1207933_Campbell-Jones,M_2022.pdf (841.08 kB)
Fire severity has lasting effects on the distribution of arboreal mammals in a resprouting forest
journal contributionposted on 2023-06-21, 06:44 authored by Maggie Campbell-Jones, M Bassett, Andrew BennettAndrew Bennett, EK Chia, Steven LeonardSteven Leonard, Luke CollinsLuke Collins
Wildfire severity is assumed to be an important driver of habitat availability and species' distributions in forest ecosystems. Many studies have focused on the immediate or short-term effects of fire severity in fire-prone ecosystems, with much less focus on how long the effect of fire severity may persist.
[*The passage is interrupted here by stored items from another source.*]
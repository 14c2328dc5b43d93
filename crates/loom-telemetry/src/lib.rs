mod logging;

pub use logging::{LogQuery, LogRecord, SqliteLogLayer, SqliteLogSink};

use std::path::PathBuf;
use std::sync::Arc;

use serde::{Deserialize, Serialize};
use tracing_subscriber::layer::SubscriberExt;
use tracing_subscriber::util::SubscriberInitExt;
use tracing_subscriber::{EnvFilter, Layer};

#[derive(Debug, thiserror::Error)]
pub enum TelemetryError {
    #[error("log database: {0}")]
    Sink(#[from] rusqlite::Error),
    #[error("invalid log filter {filter:?}: {detail}")]
    Filter { filter: String, detail: String },
    #[error("a global subscriber is already installed")]
    AlreadyInitialized,
}

#[derive(Clone, Copy, Debug, Default, PartialEq, Eq, Serialize, Deserialize)]
#[serde(rename_all = "snake_case")]
pub enum LogFormat {
    Json,
    #[default]
    Pretty,
}

#[derive(Clone, Debug, PartialEq, Serialize, Deserialize)]
#[serde(default)]
pub struct TelemetryConfig {
    /// Default level. `RUST_LOG` wins when set.
    pub level: String,
    /// Per-module overrides, e.g. `("loom_llm", "debug")`.
    pub module_levels: Vec<(String, String)>,
    pub format: LogFormat,
    /// When set, WARN and above are also written to this SQLite file.
    pub log_db_path: Option<PathBuf>,
}

impl Default for TelemetryConfig {
    fn default() -> Self {
        Self {
            level: "info".into(),
            module_levels: Vec::new(),
            format: LogFormat::default(),
            log_db_path: None,
        }
    }
}

impl TelemetryConfig {
    /// Filter directive string built from the level and overrides.
    pub fn directives(&self) -> String {
        let mut out = self.level.to_lowercase();
        for (module, level) in &self.module_levels {
            out.push_str(&format!(",{module}={}", level.to_lowercase()));
        }
        out
    }
}

/// Keeps the log sink alive for querying after init.
pub struct TelemetryGuard {
    log_sink: Option<Arc<SqliteLogSink>>,
}

impl TelemetryGuard {
    pub fn logs(&self) -> Option<&SqliteLogSink> {
        self.log_sink.as_deref()
    }
}

/// Install the global subscriber. Call once at startup.
pub fn init_telemetry(config: TelemetryConfig) -> Result<TelemetryGuard, TelemetryError> {
    let env_filter = match EnvFilter::try_from_default_env() {
        Ok(filter) => filter,
        Err(_) => {
            let directives = config.directives();
            EnvFilter::try_new(&directives).map_err(|e| TelemetryError::Filter {
                filter: directives.clone(),
                detail: e.to_string(),
            })?
        }
    };

    let fmt_layer = match config.format {
        LogFormat::Json => tracing_subscriber::fmt::layer()
            .json()
            .with_target(true)
            .with_span_list(true)
            .with_writer(std::io::stderr)
            .boxed(),
        LogFormat::Pretty => tracing_subscriber::fmt::layer()
            .with_target(true)
            .with_writer(std::io::stderr)
            .boxed(),
    };

    let log_sink = match &config.log_db_path {
        Some(path) => Some(Arc::new(SqliteLogSink::open(path)?)),
        None => None,
    };
    let sqlite_layer = log_sink.clone().map(SqliteLogLayer::new);

    tracing_subscriber::registry()
        .with(fmt_layer.with_filter(env_filter))
        .with(sqlite_layer)
        .try_init()
        .map_err(|_| TelemetryError::AlreadyInitialized)?;

    Ok(TelemetryGuard { log_sink })
}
We examined the effect of fire severity on the distribution of arboreal mammals at 3 and 10 years post-fire, in a temperate forest ecosystem dominated by eucalypts that have strong resistance and resilience to low and high severity fire, respectively. The study took place within areas affected by the 2009 Kilmore East-Murrindindi wildfires in south-eastern Australia. Sites were established across a gradient of fire severity (unburnt through to canopy consumption) and surveyed at 3 and 10 years following fire. Owing to low detection rates for many species, analyses were limited to greater glider (Petauroides volans) occurrence and arboreal species richness. At both 3 and 10 years post-fire, the greater glider was restricted to unburnt forest or sites affected only by understorey fire, which acted as fire refugia. Greater gliders were absent from sites affected by high severity, canopy-consuming fires at both points in time. Greater glider occurrence was associated with high levels of canopy cover (>50%), which were typically those areas that were unburnt or burnt at low severity. The richness of arboreal mammals increased over time and was greater in unburnt or minimally affected forest. Our findings emphasize: (i) that fire severity is an important driver of the distribution of arboreal mammals; and (ii) the importance of recognizing longer-term effects of fire severity in assessing species distributions, even in highly resilient forest communities. Recent advances in mapping fire severity provide new opportunities to assess the effects of fire severity on the distributional patterns of fauna in eucalypt forests.